Just after Porchia's lifeless body was found - she had been whipped, pummeled and starved - the DHS commissioner at the time, Alba Martinez, told reporters that an anonymous abuse report had come in three days before her death. The caller said the Bennett children were being severely beaten.

Jerry Chambers, 34, was sentenced to death as well as 73 to 146 years in prison for murdering Porchia. His girlfriend Candice Geiger, 21 - Porchia's aunt - got 17 to 34 years for helping with the fatal beating. Porchia's mother, Tiffany Bennett, 30, is serving a sentence of 20 to 40 years for virtually abandoning her four young daughters in the squalid South Philadelphia home of Chambers, who was a crack addict.

Martinez said a caseworker, Joseph Maiden, had gone to the address, but couldn't get past a locked iron gate. Martinez said Maiden had left a letter asking the family to call DHS.

"Unfortunately in this case, our staff went out, did not hear any noises, left a letter for the family - which is a standard procedure - saying we're actively investigating, and the next time that we received a call on this family was on Sunday, when the 3-year-old had been found dead," Martinez said.

But weeks after she made that statement, Martinez came to believe that Maiden had never gone to the house, according to her testimony in a federal lawsuit.

The police told her that they had found no note, and that the house did not have a locked gate.

The next month, DHS instituted disciplinary charges against Maiden for lying and falsifying records. He retired and took the Fifth Amendment in response to every question about the case in a civil deposition.

This month, Maiden told The Inquirer that he had gone to the house but never checked to see whether the gate was locked. He said he felt scapegoated by the agency. "Just because the police didn't find my letter, that means I didn't go?" he asked.

However, a federal judge ruled in May that "the facts on record suggest that Maiden made no effort to respond to the hotline report, and then he lied about this."

In the weeks and months that followed, neither Martinez nor other top DHS officials corrected the record. The news media, including The Inquirer, continued to report Martinez's initial account. In interviews, Martinez and her successor, Cheryl Ransom-Garner, said they had not disclosed that Maiden did not go to the house because they had never been asked.

"We never had any intention to conceal," said Martinez, now chairwoman of the United Way of Southeastern Pennsylvania. "Perhaps I wasn't asked in a way that triggered that answer."
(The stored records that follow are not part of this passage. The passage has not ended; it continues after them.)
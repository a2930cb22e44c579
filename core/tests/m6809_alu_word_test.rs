mod common;

use common::TestSystem;
use wirewrap_core::cpu::registers::{CcFlag, RegisterName};

fn run_one(program: &[u8]) -> TestSystem {
    let sys = TestSystem::new();
    sys.load(0x1000, program);
    sys.reset_to(0x1000);
    sys
}

// ============================================================
// ADDD / SUBD
// ============================================================

#[test]
fn test_addd_immediate() {
    let sys = run_one(&[0xCC, 0x12, 0x00, 0xC3, 0x00, 0x34]);
    sys.run_instruction();
    assert_eq!(sys.run_instruction(), 4);
    assert_eq!(sys.regs().d(), 0x1234);
}

#[test]
fn test_addd_carry() {
    let sys = run_one(&[0xCC, 0xFF, 0xFF, 0xC3, 0x00, 0x01]);
    sys.run_instruction();
    sys.run_instruction();
    let regs = sys.regs();
    assert_eq!(regs.d(), 0x0000);
    assert!(regs.flag(CcFlag::C));
    assert!(regs.flag(CcFlag::Z));
}

#[test]
fn test_subd_immediate() {
    let sys = run_one(&[0xCC, 0x80, 0x00, 0x83, 0x00, 0x01]);
    sys.run_instruction();
    sys.run_instruction();
    let regs = sys.regs();
    assert_eq!(regs.d(), 0x7FFF);
    assert!(regs.flag(CcFlag::V)); // 0x8000 - 1 crosses the sign boundary
}

#[test]
fn test_subd_direct() {
    let sys = TestSystem::new();
    sys.load(0x0020, &[0x00, 0x10]);
    sys.load(0x1000, &[0xCC, 0x00, 0x30, 0x93, 0x20]);
    sys.reset_to(0x1000);
    sys.run_instruction();
    assert_eq!(sys.run_instruction(), 6);
    assert_eq!(sys.regs().d(), 0x0020);
}

// ============================================================
// 16-bit compares
// ============================================================

#[test]
fn test_cmpx_immediate_equal() {
    let sys = run_one(&[0x8E, 0x20, 0x00, 0x8C, 0x20, 0x00]);
    sys.run_instruction();
    assert_eq!(sys.run_instruction(), 4);
    assert!(sys.regs().flag(CcFlag::Z));
    assert_eq!(sys.regs().x, 0x2000);
}

#[test]
fn test_cmpd_prefixed_immediate() {
    let sys = run_one(&[0xCC, 0x10, 0x00, 0x10, 0x83, 0x20, 0x00]);
    sys.run_instruction();
    assert_eq!(sys.run_instruction(), 5);
    assert!(sys.regs().flag(CcFlag::C)); // 0x1000 < 0x2000 unsigned
    assert!(sys.regs().flag(CcFlag::N));
}

#[test]
fn test_cmpy_immediate() {
    let sys = run_one(&[0x10, 0x8E, 0x05, 0x00, 0x10, 0x8C, 0x05, 0x00]);
    sys.run_instruction();
    sys.run_instruction();
    assert!(sys.regs().flag(CcFlag::Z));
}

#[test]
fn test_cmpu_page3() {
    let sys = run_one(&[0xCE, 0x40, 0x00, 0x11, 0x83, 0x3F, 0xFF]);
    sys.run_instruction();
    assert_eq!(sys.run_instruction(), 5);
    assert!(!sys.regs().flag(CcFlag::C));
    assert!(!sys.regs().flag(CcFlag::Z));
}

// ============================================================
// MUL / SEX / DAA / ABX
// ============================================================

#[test]
fn test_mul() {
    let sys = run_one(&[0x86, 0x0C, 0xC6, 0x0B, 0x3D]); // 12 * 11 = 132
    sys.run_instruction();
    sys.run_instruction();
    assert_eq!(sys.run_instruction(), 11);
    let regs = sys.regs();
    assert_eq!(regs.d(), 132);
    assert!(!regs.flag(CcFlag::Z));
    assert!(regs.flag(CcFlag::C)); // product bit 7 set (132 = 0x84)
}

#[test]
fn test_mul_zero() {
    let sys = run_one(&[0x86, 0x00, 0xC6, 0x45, 0x3D]);
    sys.run_instruction();
    sys.run_instruction();
    sys.run_instruction();
    assert!(sys.regs().flag(CcFlag::Z));
    assert_eq!(sys.regs().d(), 0);
}

#[test]
fn test_sex_negative() {
    let sys = run_one(&[0xC6, 0x80, 0x1D]);
    sys.run_instruction();
    assert_eq!(sys.run_instruction(), 2);
    assert_eq!(sys.regs().a, 0xFF);
    assert!(sys.regs().flag(CcFlag::N));
}

#[test]
fn test_sex_positive() {
    let sys = run_one(&[0xC6, 0x7F, 0x1D]);
    sys.run_instruction();
    sys.run_instruction();
    assert_eq!(sys.regs().a, 0x00);
    assert_eq!(sys.regs().d(), 0x007F);
}

#[test]
fn test_daa_adjusts_bcd_sum() {
    // 0x19 + 0x28 = 0x41 binary; DAA corrects to 0x47.
    let sys = run_one(&[0x86, 0x19, 0x8B, 0x28, 0x19]);
    sys.run_instruction();
    sys.run_instruction();
    assert_eq!(sys.run_instruction(), 2);
    assert_eq!(sys.regs().a, 0x47);
}

#[test]
fn test_daa_sets_carry_past_99() {
    // 0x91 + 0x10 = 0xA1; DAA corrects to 0x01 with carry.
    let sys = run_one(&[0x86, 0x91, 0x8B, 0x10, 0x19]);
    sys.run_instruction();
    sys.run_instruction();
    sys.run_instruction();
    assert_eq!(sys.regs().a, 0x01);
    assert!(sys.regs().flag(CcFlag::C));
}

#[test]
fn test_abx_is_unsigned() {
    let sys = run_one(&[0x3A]);
    sys.set_reg(RegisterName::X, 0x1000);
    sys.set_reg(RegisterName::B, 0xFF); // +255, not -1
    assert_eq!(sys.run_instruction(), 3);
    assert_eq!(sys.regs().x, 0x10FF);
}

#[test]
fn test_nop_two_cycles() {
    let sys = run_one(&[0x12]);
    assert_eq!(sys.run_instruction(), 2);
    assert_eq!(sys.regs().pc, 0x1001);
}
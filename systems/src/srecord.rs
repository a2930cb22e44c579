//! Motorola S-record ingestion.
//!
//! Only the 16-bit address family matters here: `S0` headers are noted,
//! `S1` records carry data, `S9` terminates. Every record's checksum is
//! the complement of the byte sum of count, address and data; a mismatch
//! or a byte count below 3 rejects the record. Loading emits one
//! `ui:memory:bulk:write` per data record.

use log::debug;
use thiserror::Error;

use wirewrap_core::core::error::SimError;
use wirewrap_core::core::event::Payload;
use wirewrap_core::core::simulator::Channel;

#[derive(Debug, Error)]
pub enum SRecordError {
    #[error("line {line}: record too short")]
    TooShort { line: usize },

    #[error("line {line}: not an S-record")]
    BadPrefix { line: usize },

    #[error("line {line}: unsupported record type S{kind}")]
    Unsupported { line: usize, kind: char },

    #[error("line {line}: invalid hex digit")]
    BadHex { line: usize },

    #[error("line {line}: byte count {count} below minimum of 3")]
    BadCount { line: usize, count: u8 },

    #[error("line {line}: checksum mismatch (computed {computed:#04x}, record has {found:#04x})")]
    BadChecksum {
        line: usize,
        computed: u8,
        found: u8,
    },

    #[error(transparent)]
    Sim(#[from] SimError),
}

/// One decoded record.
#[derive(Clone, Debug, PartialEq, Eq)]
pub enum Record {
    /// S0: header bytes (usually ASCII).
    Header(Vec<u8>),
    /// S1: data at a 16-bit load address.
    Data { address: u16, bytes: Vec<u8> },
    /// S9: termination with start address.
    Termination { address: u16 },
}

fn hex_bytes(text: &str, line: usize) -> Result<Vec<u8>, SRecordError> {
    if !text.is_ascii() {
        return Err(SRecordError::BadHex { line });
    }
    if text.len() % 2 != 0 {
        return Err(SRecordError::TooShort { line });
    }
    (0..text.len())
        .step_by(2)
        .map(|i| {
            u8::from_str_radix(&text[i..i + 2], 16).map_err(|_| SRecordError::BadHex { line })
        })
        .collect()
}

/// Decode one line. Blank lines yield `None`.
pub fn parse_record(text: &str, line: usize) -> Result<Option<Record>, SRecordError> {
    let text = text.trim();
    if text.is_empty() {
        return Ok(None);
    }
    let mut chars = text.chars();
    if chars.next() != Some('S') {
        return Err(SRecordError::BadPrefix { line });
    }
    let kind = chars.next().ok_or(SRecordError::TooShort { line })?;
    let payload = hex_bytes(chars.as_str(), line)?;
    if payload.len() < 2 {
        return Err(SRecordError::TooShort { line });
    }

    let count = payload[0];
    if count < 3 {
        return Err(SRecordError::BadCount { line, count });
    }
    if usize::from(count) != payload.len() - 1 {
        return Err(SRecordError::TooShort { line });
    }

    // Checksum covers count, address and data bytes.
    let found = *payload.last().unwrap_or(&0);
    let sum: u32 = payload[..payload.len() - 1].iter().map(|&b| u32::from(b)).sum();
    let computed = 0xFF - (sum % 0x100) as u8;
    if computed != found {
        return Err(SRecordError::BadChecksum {
            line,
            computed,
            found,
        });
    }

    let address = (u16::from(payload[1]) << 8) | u16::from(payload[2]);
    let data = payload[3..payload.len() - 1].to_vec();
    match kind {
        '0' => Ok(Some(Record::Header(data))),
        '1' => Ok(Some(Record::Data {
            address,
            bytes: data,
        })),
        '9' => Ok(Some(Record::Termination { address })),
        other => Err(SRecordError::Unsupported { line, kind: other }),
    }
}

/// Decode a whole file.
pub fn parse(text: &str) -> Result<Vec<Record>, SRecordError> {
    let mut records = Vec::new();
    for (index, line) in text.lines().enumerate() {
        if let Some(record) = parse_record(line, index + 1)? {
            records.push(record);
        }
    }
    Ok(records)
}

/// Load a file into the running system: one `ui:memory:bulk:write` per
/// data record. Returns the termination start address, if the file had
/// one.
pub fn load(channel: &Channel, text: &str) -> Result<Option<u16>, SRecordError> {
    let mut start = None;
    for record in parse(text)? {
        match record {
            Record::Header(bytes) => {
                debug!("srecord header: {}", String::from_utf8_lossy(&bytes));
            }
            Record::Data { address, bytes } => {
                channel.emit("ui:memory:bulk:write", Payload::Block { address, bytes })?;
            }
            Record::Termination { address } => start = Some(address),
        }
    }
    Ok(start)
}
The facts came to light through the investigatory efforts of Teri B. Himebaugh, a lawyer representing the Porchia Bennett estate, who obtained DHS records after the estate filed a lawsuit accusing DHS of violating the child's civil rights. A federal judge threw out the suit in May, saying there was no proof that DHS actively caused harm.

That ruling is on appeal. Meanwhile, DHS documents obtained by the plaintiffs offer an unusual look at an agency shielded from public scrutiny.

The documents show that Maiden was hired as a DHS caseworker after he was laid off by the city's Department of Human Relations, which investigates discrimination.

His only training, Maiden testified, was two months of "on-the-job training."

He said he felt he was competent.

Contact staff writer Ken Dilanian at 215-854-4779 or kdilanian@phillynews.com.

Porchia Bennett, 3 years old

The commissioner of DHS in 2003, Alba Martinez, said a caseworker had found a locked gate at the house where Porchia was killed.

But Martinez later came to believe that the caseworker had never gone to the house, according to her testimony in a federal lawsuit.